Make a Life, Not Just a Living!
Passionate, self-forgetting work is the secret of happiness as well as of making a life.
- I have long been sceptical if governments could make one happy. Happiness seems to be an “inside job.”
- Bhutan has become world famous for pioneering Gross National Happiness to replace Gross Domestic Product (GDP).
- Not surprisingly, Scandinavian countries rank at the top of the World Happiness Report 2017.
- Very few are lucky to be Mozart who found a passion for music at the age of three.
- When one is absorbed in passionate work, our ego tends to disappear.
I have long been sceptical if governments could make one happy.
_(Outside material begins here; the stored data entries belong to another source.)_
//! Image preprocessing for OCR.

use image::{DynamicImage, GenericImageView, GrayImage, Luma};
use tracing::debug;

use crate::error::OcrError;
use crate::models::config::CropRect;

/// Image preprocessor for the roster screenshot.
pub struct ImagePreprocessor {
    /// Region holding the roster list.
    crop: CropRect,
    /// Upscale factor applied by `enhance`.
    upscale_factor: f32,
}

impl ImagePreprocessor {
    /// Create a new preprocessor with default settings.
    pub fn new() -> Self {
        Self {
            crop: CropRect::default(),
            upscale_factor: 1.5,
        }
    }

    /// Set the crop rectangle.
    pub fn with_crop(mut self, crop: CropRect) -> Self {
        self.crop = crop;
        self
    }

    /// Set the upscale factor used by `enhance`.
    pub fn with_upscale_factor(mut self, factor: f32) -> Self {
        self.upscale_factor = factor;
        self
    }

    /// Crop the image to the configured fractional rectangle.
    pub fn crop(&self, image: &DynamicImage) -> Result<DynamicImage, OcrError> {
        let (width, height) = image.dimensions();
        let (x, y, w, h) = self.crop.to_pixels(width, height);

        if w == 0 || h == 0 {
            return Err(OcrError::InvalidImage(format!(
                "crop of {}x{} image is empty",
                width, height
            )));
        }

        debug!("Cropping {}x{} to {}x{} at ({}, {})", width, height, w, h, x, y);
        Ok(image.crop_imm(x, y, w, h))
    }

    /// Grayscale, upscale, and binarize for sparse-text OCR.
    pub fn enhance(&self, image: &DynamicImage) -> Result<DynamicImage, OcrError> {
        let gray = image.to_luma8();
        let (width, height) = gray.dimensions();

        let new_width = (width as f32 * self.upscale_factor).round() as u32;
        let new_height = (height as f32 * self.upscale_factor).round() as u32;
        if new_width == 0 || new_height == 0 {
            return Err(OcrError::Preprocessing(format!(
                "upscale factor {} collapses {}x{} image",
                self.upscale_factor, width, height
            )));
        }

        let resized = image::imageops::resize(
            &gray,
            new_width,
            new_height,
            image::imageops::FilterType::Lanczos3,
        );

        let threshold = otsu_threshold(&resized);
        debug!("Otsu threshold {} on {}x{}", threshold, new_width, new_height);

        Ok(DynamicImage::ImageLuma8(binarize(&resized, threshold)))
    }
}

impl Default for ImagePreprocessor {
    fn default() -> Self {
        Self::new()
    }
}

/// Global threshold maximizing between-class variance of the histogram.
fn otsu_threshold(image: &GrayImage) -> u8 {
    let mut histogram = [0u64; 256];
    for pixel in image.pixels() {
        histogram[pixel[0] as usize] += 1;
    }

    let total: u64 = histogram.iter().sum();
    if total == 0 {
        return 0;
    }

    let weighted_sum: f64 = histogram
        .iter()
        .enumerate()
        .map(|(value, &count)| value as f64 * count as f64)
        .sum();

    let mut background_weight = 0u64;
    let mut background_sum = 0f64;
    let mut best_threshold = 0u8;
    let mut best_variance = 0f64;

    for (value, &count) in histogram.iter().enumerate() {
        background_weight += count;
        if background_weight == 0 {
            continue;
        }
        let foreground_weight = total - background_weight;
        if foreground_weight == 0 {
            break;
        }

        background_sum += value as f64 * count as f64;
        let background_mean = background_sum / background_weight as f64;
        let foreground_mean = (weighted_sum - background_sum) / foreground_weight as f64;

        let variance = background_weight as f64
            * foreground_weight as f64
            * (background_mean - foreground_mean).powi(2);

        if variance > best_variance {
            best_variance = variance;
            best_threshold = value as u8;
        }
    }

    best_threshold
}

fn binarize(image: &GrayImage, threshold: u8) -> GrayImage {
    let (width, height) = image.dimensions();
    let mut result = GrayImage::new(width, height);

    for (x, y, pixel) in image.enumerate_pixels() {
        let output = if pixel[0] > threshold { 255 } else { 0 };
        result.put_pixel(x, y, Luma([output]));
    }

    result
}

#[cfg(test)]
mod tests {
    use super::*;
    use image::{Rgb, RgbImage};

    #[test]
    fn test_crop_uses_fractions() {
        let image = DynamicImage::ImageRgb8(RgbImage::new(1000, 2000));
        let cropped = ImagePreprocessor::new().crop(&image).unwrap();
        assert_eq!(cropped.dimensions(), (370, 1140));
    }

    #[test]
    fn test_crop_of_tiny_image_is_invalid() {
        let empty = DynamicImage::ImageRgb8(RgbImage::new(0, 0));
        let result = ImagePreprocessor::new().crop(&empty);
        assert!(matches!(result, Err(OcrError::InvalidImage(_))));

        let sliver = CropRect {
            left: 0.40,
            top: 0.0,
            right: 0.45,
            bottom: 1.0,
        };
        let narrow = DynamicImage::ImageRgb8(RgbImage::new(4, 4));
        let result = ImagePreprocessor::new().with_crop(sliver).crop(&narrow);
        assert!(matches!(result, Err(OcrError::InvalidImage(_))));
    }

    #[test]
    fn test_enhance_binarizes_and_upscales() {
        let mut image = RgbImage::from_pixel(20, 10, Rgb([30, 30, 30]));
        for x in 10..20 {
            for y in 0..10 {
                image.put_pixel(x, y, Rgb([220, 220, 220]));
            }
        }

        let enhanced = ImagePreprocessor::new()
            .enhance(&DynamicImage::ImageRgb8(image))
            .unwrap();
        assert_eq!(enhanced.dimensions(), (30, 15));

        let luma = enhanced.to_luma8();
        assert!(luma.pixels().all(|p| p[0] == 0 || p[0] == 255));
        assert_eq!(luma.get_pixel(0, 0)[0], 0);
        assert_eq!(luma.get_pixel(29, 14)[0], 255);
    }

    #[test]
    fn test_otsu_splits_two_levels() {
        let mut image = GrayImage::from_pixel(4, 1, Luma([10]));
        image.put_pixel(2, 0, Luma([200]));
        image.put_pixel(3, 0, Luma([200]));
        let threshold = otsu_threshold(&image);
        assert!((10..200).contains(&threshold));
    }
}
Happiness seems to be an “inside job,” a matter of personal attitude. Most of us feel unhappy because of unhappy partnerships or marriages, problematic children, not getting a promotion or more income.
But why should a state not commit itself to ensuring freedom, good governance, jobs, quality schools, health care and absence of corruption? That can vastly improve the wellbeing of its people.
If tiny Bhutan can become world famous for pioneering Gross National Happiness to replace Gross Domestic Product (GDP) as a measure of national success, the rest of the world has no excuse for not aiming to do the same.
Not surprisingly, Scandinavian countries rank at the top of the World Happiness Report 2017. America is in 14th place and China ranks 71st.
Surprisingly, Happiness hasn’t grown in China although income per capita has multiplied five times since 1990. The reason could be a decline in the social safety net and recent rise in unemployment.
India, alas, finds itself only in 122nd place, behind Pakistan and Nepal.
The happiness industry
Rankings on many criteria in the World Happiness Report depend on well-being. Since happiness is such an individual choice, it would be better to call it a National Wellbeing Report.
Happiness itself is a vast industry occupying plenty of shelf space in the “Mind, Body, Spirit” section of our bookstores. Personally, nothing makes me feel less cheerful than reading a book on happiness.
Most of this stuff just seems to reflect yet another fad or pie-in-the-sky thinking. Work, almost by definition, is cast as the antithesis of happiness.
Unlike the French aristocracy, which believed the natural state of man is idleness, I think work is essential to happiness. One is lucky if one has the chance to work passionately and enjoy doing what one is good at. I agree with George Bernard Shaw: “Life isn’t about finding yourself, it is about creating yourself.”
How then does one give purpose to one’s work and to life? To answer this question, I sometimes play this thought game with my friends: You’ve just been informed that you have three months to live.
After the initial shock, you quickly ask yourself: How should I spend my remaining days? Should I finally take a few risks? Should I confess my love to someone I have loved secretly since childhood? Should I turn to religion? Or learn to listen to the sounds of silence?
How you plan to live in these presumed last months is how you should live your life.
What is life all about?
Ever since childhood we are told to work hard, get good grades in school so that we can get into a good college, where we are pushed to study “useful subjects.” We land a reasonable job, marry a suitable partner, aim to live in a nice house or apartment and have a nice car; and we repeat the same process with our young.
Until one day in our forties, we wake up one morning and ask ourselves: “Is this what life was all about?” We have stumbled through life, kept planning for the future while life has essentially passed us by.
An unfulfilled life is a tragic loss. No one bothered to teach us the difference between “making a living” and “making a life.” No one encouraged us to find a passion. Very few are lucky to be Mozart who found a passion for music at the age of three.
You know that you found it when your work doesn’t feel like “work,” when time gets distorted and you suddenly find it’s evening and you forgot to eat lunch. You were in the “zone,” as athletes call it.
When one is absorbed in passionate work, our ego tends to disappear. When we act desirelessly, which means not to seek credit or personal reward from one’s work, then we are passionate about work. Passionate, self-forgetting work is the secret of happiness as well as of making a life.